* [Exercise prompt] Using the listing below, print exactly everything from the line with "repository 01380999c2031487" down to the line with "fn json_records(records: &[RecordTree<Value>])", both included, and nothing more.

* [Available data]
▼
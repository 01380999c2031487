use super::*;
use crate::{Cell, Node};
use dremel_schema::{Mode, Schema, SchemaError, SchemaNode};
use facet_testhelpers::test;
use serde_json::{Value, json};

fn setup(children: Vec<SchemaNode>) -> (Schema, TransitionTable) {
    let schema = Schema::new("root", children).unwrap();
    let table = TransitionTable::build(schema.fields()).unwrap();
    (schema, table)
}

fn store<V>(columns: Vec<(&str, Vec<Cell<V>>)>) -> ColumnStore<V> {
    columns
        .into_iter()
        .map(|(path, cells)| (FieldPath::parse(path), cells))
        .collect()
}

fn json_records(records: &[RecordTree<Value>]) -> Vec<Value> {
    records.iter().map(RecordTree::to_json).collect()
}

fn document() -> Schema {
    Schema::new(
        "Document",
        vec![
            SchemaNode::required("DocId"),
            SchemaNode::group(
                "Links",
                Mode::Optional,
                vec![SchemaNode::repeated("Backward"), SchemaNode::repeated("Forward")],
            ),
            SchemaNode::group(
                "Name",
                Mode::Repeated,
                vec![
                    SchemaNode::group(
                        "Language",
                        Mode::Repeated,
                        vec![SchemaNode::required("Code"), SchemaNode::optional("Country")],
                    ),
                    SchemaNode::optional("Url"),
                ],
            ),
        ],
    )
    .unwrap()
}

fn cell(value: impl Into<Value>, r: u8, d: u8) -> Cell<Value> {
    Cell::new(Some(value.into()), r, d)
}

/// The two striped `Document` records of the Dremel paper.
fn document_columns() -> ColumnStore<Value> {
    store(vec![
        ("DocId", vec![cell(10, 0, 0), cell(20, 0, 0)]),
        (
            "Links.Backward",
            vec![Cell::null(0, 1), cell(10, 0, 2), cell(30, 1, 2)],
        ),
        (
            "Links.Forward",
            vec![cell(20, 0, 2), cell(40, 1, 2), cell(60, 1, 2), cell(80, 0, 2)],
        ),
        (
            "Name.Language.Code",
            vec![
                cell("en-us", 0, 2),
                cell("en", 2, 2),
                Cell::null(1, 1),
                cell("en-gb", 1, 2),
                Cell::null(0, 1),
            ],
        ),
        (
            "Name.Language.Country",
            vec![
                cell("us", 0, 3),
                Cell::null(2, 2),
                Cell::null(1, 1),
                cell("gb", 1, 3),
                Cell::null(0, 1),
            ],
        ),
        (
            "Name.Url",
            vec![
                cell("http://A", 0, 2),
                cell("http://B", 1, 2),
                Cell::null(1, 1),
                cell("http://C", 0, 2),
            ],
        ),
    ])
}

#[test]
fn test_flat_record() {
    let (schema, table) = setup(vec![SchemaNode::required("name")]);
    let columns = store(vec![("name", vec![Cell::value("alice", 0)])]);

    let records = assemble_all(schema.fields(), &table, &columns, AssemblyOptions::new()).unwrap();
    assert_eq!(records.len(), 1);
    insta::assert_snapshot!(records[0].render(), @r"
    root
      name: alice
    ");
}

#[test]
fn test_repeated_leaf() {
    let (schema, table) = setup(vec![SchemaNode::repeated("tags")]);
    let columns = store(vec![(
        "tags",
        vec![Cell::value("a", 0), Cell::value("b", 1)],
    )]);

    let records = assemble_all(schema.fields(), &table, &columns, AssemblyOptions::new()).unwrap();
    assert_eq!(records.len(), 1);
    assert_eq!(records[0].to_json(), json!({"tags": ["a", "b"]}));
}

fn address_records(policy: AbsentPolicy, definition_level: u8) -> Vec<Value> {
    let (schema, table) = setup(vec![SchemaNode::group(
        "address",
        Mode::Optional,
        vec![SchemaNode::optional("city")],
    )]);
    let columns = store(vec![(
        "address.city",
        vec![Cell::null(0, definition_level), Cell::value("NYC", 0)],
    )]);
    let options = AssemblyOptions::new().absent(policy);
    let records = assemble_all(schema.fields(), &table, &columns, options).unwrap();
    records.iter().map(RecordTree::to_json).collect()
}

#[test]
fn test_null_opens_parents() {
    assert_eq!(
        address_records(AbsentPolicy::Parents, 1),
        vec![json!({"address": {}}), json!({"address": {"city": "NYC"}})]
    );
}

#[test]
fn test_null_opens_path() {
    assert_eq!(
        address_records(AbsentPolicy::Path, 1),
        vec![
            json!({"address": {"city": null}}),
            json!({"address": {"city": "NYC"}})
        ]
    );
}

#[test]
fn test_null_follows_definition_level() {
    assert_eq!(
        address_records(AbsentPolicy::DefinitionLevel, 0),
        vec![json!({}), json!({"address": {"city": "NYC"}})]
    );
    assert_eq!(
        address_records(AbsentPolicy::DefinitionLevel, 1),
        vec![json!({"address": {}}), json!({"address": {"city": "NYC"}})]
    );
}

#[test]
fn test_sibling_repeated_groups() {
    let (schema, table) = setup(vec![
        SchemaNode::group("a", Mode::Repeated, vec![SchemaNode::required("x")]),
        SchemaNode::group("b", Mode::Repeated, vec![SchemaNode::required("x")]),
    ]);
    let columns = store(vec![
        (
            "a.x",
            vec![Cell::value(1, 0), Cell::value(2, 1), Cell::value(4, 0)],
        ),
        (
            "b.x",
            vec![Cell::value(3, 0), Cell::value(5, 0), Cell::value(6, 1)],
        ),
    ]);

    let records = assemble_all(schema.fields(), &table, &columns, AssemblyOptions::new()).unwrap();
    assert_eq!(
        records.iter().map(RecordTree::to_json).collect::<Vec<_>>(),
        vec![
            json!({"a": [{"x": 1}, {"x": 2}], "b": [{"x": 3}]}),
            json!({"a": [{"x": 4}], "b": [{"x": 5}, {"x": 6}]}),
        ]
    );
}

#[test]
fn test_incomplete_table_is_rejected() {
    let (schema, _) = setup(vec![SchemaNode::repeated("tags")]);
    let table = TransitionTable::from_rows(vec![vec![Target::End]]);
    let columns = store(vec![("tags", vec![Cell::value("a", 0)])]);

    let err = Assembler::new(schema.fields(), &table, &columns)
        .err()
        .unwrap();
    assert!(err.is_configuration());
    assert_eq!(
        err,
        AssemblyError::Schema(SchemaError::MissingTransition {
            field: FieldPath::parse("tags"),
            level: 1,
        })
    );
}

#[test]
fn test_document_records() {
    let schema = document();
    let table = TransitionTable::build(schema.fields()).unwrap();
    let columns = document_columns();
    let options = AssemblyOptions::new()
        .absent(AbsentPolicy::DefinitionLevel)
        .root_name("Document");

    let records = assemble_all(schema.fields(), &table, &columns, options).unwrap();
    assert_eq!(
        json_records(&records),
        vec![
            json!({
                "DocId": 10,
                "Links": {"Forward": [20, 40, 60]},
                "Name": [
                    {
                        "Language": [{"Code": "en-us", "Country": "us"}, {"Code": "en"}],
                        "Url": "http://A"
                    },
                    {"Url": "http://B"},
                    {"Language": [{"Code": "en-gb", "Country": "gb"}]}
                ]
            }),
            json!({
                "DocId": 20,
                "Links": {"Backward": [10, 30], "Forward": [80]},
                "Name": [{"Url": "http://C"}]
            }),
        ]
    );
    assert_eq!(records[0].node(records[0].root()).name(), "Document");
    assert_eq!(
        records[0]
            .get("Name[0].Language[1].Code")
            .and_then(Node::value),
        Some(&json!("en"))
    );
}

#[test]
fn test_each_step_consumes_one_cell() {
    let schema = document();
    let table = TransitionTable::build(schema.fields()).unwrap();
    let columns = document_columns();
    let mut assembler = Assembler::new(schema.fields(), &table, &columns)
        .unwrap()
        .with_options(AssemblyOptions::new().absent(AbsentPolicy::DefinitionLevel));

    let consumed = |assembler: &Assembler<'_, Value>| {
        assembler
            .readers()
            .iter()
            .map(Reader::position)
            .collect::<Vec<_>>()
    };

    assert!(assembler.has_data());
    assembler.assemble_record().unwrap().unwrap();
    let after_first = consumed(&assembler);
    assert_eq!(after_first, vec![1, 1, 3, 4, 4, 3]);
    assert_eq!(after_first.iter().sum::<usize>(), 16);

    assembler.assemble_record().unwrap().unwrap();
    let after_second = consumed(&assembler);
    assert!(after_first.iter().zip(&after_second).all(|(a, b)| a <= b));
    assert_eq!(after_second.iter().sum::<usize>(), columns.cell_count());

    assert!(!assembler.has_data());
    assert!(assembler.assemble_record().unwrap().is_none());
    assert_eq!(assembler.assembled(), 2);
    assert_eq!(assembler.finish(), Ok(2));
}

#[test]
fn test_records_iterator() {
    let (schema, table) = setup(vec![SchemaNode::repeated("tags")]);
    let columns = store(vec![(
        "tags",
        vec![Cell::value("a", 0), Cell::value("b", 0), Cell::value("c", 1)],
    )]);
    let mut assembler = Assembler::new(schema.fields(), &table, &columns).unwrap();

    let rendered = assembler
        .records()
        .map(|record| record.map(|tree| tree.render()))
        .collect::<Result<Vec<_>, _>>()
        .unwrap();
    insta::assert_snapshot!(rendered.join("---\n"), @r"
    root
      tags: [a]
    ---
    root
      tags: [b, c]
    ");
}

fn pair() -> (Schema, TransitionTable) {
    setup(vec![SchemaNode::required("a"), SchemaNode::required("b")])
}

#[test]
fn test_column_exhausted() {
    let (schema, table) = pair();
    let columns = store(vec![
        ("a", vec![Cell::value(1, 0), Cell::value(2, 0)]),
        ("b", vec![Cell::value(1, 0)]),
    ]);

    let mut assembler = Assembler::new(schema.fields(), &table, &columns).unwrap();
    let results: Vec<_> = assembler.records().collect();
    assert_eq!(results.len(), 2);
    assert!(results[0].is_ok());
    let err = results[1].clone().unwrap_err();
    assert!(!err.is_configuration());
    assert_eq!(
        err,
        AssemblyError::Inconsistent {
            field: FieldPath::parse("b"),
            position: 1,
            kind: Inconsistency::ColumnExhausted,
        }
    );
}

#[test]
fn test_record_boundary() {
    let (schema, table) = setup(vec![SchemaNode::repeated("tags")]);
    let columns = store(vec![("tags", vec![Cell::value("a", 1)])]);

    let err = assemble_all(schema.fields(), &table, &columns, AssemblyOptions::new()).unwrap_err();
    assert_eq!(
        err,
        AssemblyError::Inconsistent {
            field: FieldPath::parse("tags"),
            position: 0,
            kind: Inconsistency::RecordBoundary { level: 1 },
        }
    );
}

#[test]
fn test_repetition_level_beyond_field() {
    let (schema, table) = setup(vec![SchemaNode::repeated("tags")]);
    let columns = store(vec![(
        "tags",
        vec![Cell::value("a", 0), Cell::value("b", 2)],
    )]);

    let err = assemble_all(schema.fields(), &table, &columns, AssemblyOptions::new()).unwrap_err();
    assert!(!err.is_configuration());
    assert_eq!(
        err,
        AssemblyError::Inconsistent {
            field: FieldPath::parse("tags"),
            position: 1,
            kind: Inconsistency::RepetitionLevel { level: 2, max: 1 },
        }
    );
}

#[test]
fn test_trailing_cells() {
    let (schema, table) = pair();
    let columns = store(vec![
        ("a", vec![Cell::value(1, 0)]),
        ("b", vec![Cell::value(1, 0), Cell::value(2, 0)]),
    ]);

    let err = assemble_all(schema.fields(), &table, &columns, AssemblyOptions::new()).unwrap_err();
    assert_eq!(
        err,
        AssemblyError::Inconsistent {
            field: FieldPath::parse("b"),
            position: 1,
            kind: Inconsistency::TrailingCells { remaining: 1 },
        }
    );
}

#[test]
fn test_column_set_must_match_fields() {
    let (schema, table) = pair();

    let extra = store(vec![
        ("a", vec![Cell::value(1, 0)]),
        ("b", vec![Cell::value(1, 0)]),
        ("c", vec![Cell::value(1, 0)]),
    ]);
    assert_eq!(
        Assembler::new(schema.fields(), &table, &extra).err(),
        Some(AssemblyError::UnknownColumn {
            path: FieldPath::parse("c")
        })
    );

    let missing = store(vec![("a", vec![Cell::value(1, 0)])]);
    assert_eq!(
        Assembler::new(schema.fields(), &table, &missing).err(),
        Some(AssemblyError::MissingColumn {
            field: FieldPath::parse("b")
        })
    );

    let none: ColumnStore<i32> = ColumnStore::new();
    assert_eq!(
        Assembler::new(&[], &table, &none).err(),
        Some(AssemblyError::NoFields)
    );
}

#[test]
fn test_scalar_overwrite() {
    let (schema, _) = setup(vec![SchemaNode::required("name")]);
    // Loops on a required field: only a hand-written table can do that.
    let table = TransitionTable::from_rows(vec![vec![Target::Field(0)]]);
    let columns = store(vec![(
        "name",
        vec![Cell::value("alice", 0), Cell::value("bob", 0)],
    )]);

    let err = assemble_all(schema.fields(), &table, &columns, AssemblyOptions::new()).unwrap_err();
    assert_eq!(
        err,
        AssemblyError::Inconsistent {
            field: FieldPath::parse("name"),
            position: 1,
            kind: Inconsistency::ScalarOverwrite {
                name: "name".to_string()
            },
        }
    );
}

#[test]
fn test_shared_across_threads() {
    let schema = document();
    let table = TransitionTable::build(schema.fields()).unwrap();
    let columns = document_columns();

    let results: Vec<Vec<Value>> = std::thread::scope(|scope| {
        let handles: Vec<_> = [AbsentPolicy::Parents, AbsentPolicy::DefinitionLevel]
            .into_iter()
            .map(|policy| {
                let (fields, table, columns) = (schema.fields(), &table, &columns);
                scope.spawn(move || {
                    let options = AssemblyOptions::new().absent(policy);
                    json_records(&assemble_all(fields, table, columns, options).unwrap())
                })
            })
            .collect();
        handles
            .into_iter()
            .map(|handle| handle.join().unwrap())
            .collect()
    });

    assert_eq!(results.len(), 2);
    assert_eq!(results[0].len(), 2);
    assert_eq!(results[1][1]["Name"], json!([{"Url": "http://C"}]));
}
▲
▼
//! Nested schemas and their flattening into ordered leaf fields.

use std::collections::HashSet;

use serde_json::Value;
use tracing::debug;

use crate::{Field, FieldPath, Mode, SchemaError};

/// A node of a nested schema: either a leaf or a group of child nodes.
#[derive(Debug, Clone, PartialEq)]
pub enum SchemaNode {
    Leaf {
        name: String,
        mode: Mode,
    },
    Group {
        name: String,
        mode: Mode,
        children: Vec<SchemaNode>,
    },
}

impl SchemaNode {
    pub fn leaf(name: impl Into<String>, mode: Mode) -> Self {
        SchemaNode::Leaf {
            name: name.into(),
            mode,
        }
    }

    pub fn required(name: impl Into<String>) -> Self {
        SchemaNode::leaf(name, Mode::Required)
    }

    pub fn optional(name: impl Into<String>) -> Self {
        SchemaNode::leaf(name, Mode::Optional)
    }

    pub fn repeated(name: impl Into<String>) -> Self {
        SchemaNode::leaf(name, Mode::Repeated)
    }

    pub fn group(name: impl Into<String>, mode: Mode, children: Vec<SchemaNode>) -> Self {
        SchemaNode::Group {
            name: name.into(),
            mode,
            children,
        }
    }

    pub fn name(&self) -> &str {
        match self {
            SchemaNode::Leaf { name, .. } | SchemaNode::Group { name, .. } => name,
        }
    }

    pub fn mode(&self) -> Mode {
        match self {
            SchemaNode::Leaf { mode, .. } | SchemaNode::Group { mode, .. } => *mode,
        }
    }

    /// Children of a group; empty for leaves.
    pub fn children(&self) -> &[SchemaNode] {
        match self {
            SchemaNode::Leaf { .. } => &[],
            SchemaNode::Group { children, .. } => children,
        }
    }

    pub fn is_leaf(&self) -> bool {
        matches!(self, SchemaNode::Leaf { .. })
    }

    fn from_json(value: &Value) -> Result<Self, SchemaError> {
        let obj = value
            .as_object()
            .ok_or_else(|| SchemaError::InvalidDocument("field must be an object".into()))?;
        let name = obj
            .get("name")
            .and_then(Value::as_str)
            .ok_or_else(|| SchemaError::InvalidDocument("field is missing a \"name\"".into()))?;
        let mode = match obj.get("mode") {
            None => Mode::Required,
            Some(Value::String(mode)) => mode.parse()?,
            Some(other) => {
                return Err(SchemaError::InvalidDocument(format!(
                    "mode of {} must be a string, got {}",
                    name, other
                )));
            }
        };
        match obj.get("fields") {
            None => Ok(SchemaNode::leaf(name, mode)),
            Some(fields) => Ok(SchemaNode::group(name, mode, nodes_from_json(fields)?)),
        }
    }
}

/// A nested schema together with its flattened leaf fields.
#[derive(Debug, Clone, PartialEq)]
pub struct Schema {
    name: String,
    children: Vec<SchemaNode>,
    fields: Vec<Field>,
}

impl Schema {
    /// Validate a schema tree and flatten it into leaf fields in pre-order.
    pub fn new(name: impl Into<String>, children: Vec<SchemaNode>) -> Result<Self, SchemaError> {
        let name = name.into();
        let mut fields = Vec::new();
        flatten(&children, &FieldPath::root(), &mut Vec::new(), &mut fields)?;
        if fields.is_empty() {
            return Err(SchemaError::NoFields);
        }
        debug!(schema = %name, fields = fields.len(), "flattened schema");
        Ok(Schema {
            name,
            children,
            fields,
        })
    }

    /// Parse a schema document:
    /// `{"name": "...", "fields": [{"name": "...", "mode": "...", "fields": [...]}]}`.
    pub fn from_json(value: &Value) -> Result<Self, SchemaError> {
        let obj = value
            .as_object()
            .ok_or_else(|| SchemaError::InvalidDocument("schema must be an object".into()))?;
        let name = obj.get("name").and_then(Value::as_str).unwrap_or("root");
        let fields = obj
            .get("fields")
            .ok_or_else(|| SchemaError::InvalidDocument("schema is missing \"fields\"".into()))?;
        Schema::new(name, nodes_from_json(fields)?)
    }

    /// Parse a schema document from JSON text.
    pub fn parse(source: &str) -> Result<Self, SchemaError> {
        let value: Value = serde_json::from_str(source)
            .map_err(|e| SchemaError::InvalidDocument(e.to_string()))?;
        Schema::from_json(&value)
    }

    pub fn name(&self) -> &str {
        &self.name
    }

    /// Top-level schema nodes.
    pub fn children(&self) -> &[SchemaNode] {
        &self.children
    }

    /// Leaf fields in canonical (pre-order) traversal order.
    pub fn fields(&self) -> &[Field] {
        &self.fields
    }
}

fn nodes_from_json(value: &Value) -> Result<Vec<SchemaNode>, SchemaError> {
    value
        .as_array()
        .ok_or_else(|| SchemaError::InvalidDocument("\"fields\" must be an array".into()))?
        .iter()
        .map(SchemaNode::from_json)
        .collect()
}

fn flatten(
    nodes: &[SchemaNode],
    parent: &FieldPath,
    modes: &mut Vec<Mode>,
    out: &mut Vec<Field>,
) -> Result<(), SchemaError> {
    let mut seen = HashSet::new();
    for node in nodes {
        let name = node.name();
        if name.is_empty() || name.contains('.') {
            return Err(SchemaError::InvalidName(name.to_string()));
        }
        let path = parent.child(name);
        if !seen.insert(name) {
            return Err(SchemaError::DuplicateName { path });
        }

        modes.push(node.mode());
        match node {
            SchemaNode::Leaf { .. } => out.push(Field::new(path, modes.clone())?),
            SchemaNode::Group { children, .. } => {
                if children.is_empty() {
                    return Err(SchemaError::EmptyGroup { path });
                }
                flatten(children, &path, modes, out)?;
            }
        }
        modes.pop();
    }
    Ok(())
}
▲
* [Written answer]
repository 01380999c2031487
use super::*;
use crate::{Cell, Node};
use dremel_schema::{Mode, Schema, SchemaError, SchemaNode};
use facet_testhelpers::test;
use serde_json::{Value, json};

fn setup(children: Vec<SchemaNode>) -> (Schema, TransitionTable) {
    let schema = Schema::new("root", children).unwrap();
    let table = TransitionTable::build(schema.fields()).unwrap();
    (schema, table)
}

fn store<V>(columns: Vec<(&str, Vec<Cell<V>>)>) -> ColumnStore<V> {
    columns
        .into_iter()
        .map(|(path, cells)| (FieldPath::parse(path), cells))
        .collect()
}

fn json_records(records: &[RecordTree<Value>]) -> Vec<Value> {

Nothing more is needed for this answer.